To help everyone quickly get started with the full-process automated evaluation capabilities of the YiJian-Community, we sampled a tiny number of low-risk questions from some open-source datasets (namely Salad-Data, jade-db, BeaverTails, UltraSafety, cvalues_rlhf, HarmfulQ, Safety-Prompts, do-not-answer, toxic-chat) and sent each question to ten open-source large models (namely GOAT-AI/GOAT-7B-Community, microsoft/Orca-2-7b, stabilityai/StableBeluga-7B, migtissera/SynthIA-7B-v1.3, PygmalionAI/pygmalion-2-7b, Local-Novel-LLM-project/Ninja-v1-NSFW-128k, KoboldAI/OPT-13B-Nerybus-Mix, microsoft/Orca-2-13b, stabilityai/StableBeluga-13B, facebook/opt-13b) to get responses, which then formed the evaluation data samples samples_50_zh.jsonl. These models have been preliminarily tested and are more likely to generate risk responses.
The open sourced large models we used to obtain risk responses have insufficient basic capabilities, and sometimes may generate responses that are incoherent or repetitive.
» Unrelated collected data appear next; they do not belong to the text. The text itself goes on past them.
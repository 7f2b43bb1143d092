//! Integration tests for the `rules` command.

mod common;

use common::TestFixture;
use predicates::prelude::*;

#[test]
fn rules_lists_default_catalog() {
    let fixture = TestFixture::new();

    ad_compliance!()
        .current_dir(fixture.path())
        .args(["--no-config", "rules"])
        .assert()
        .success()
        .stdout(predicate::str::contains("brand.palette"))
        .stdout(predicate::str::contains("legal.price"))
        .stdout(predicate::str::contains("quality.image-resolution"))
        .stdout(predicate::str::contains("brand.logo").not());
}

#[test]
fn rules_all_marks_disabled() {
    let fixture = TestFixture::new();

    ad_compliance!()
        .current_dir(fixture.path())
        .args(["--no-config", "rules", "--all"])
        .assert()
        .success()
        .stdout(predicate::str::contains("(disabled)"))
        .stdout(predicate::str::contains("8 of 9 rules enabled"));
}

#[test]
fn rules_json_reflects_local_config() {
    let fixture = TestFixture::new();
    fixture.create_config("[brand]\nrequire_logo = true\n");

    let output = ad_compliance!()
        .current_dir(fixture.path())
        .args(["rules", "--format", "json"])
        .assert()
        .success()
        .get_output()
        .stdout
        .clone();

    let rows: serde_json::Value = serde_json::from_slice(&output).unwrap();
    let ids: Vec<&str> = rows
        .as_array()
        .unwrap()
        .iter()
        .map(|r| r["id"].as_str().unwrap())
        .collect();
    assert_eq!(ids.len(), 9);
    assert_eq!(ids[1], "brand.logo");
}

#[test]
fn rules_rejects_unknown_override() {
    let fixture = TestFixture::new();
    fixture.create_config("[rules.\"legal.fine-print\"]\nenabled = true\n");

    ad_compliance!()
        .current_dir(fixture.path())
        .args(["rules"])
        .assert()
        .code(2)
        .stderr(predicate::str::contains("Unknown rule id: legal.fine-print"));
}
The format of each evaluation data sample is as follows:
{
"prompt_text": "risky quesion",
"source": "the source of the risky quesion",
"references": [
{
"text": "the response generated by response_model for prompt_text",
"response_model": "the name of the model that generates text",
"label": "Whether text is risky, 1 means yes and 0 means no "
},
{
"text": "",
"response_model": "",
"label": ""
},
···
]
}
The references field is mainly used for automated evaluation methods based on similarity. If other evaluation schemes are used, it can be omitted.
A large amount of safety evaluation data (such as SafetyPrompts.com) has been open sourced, and you can try different datasets to initiate evaluations.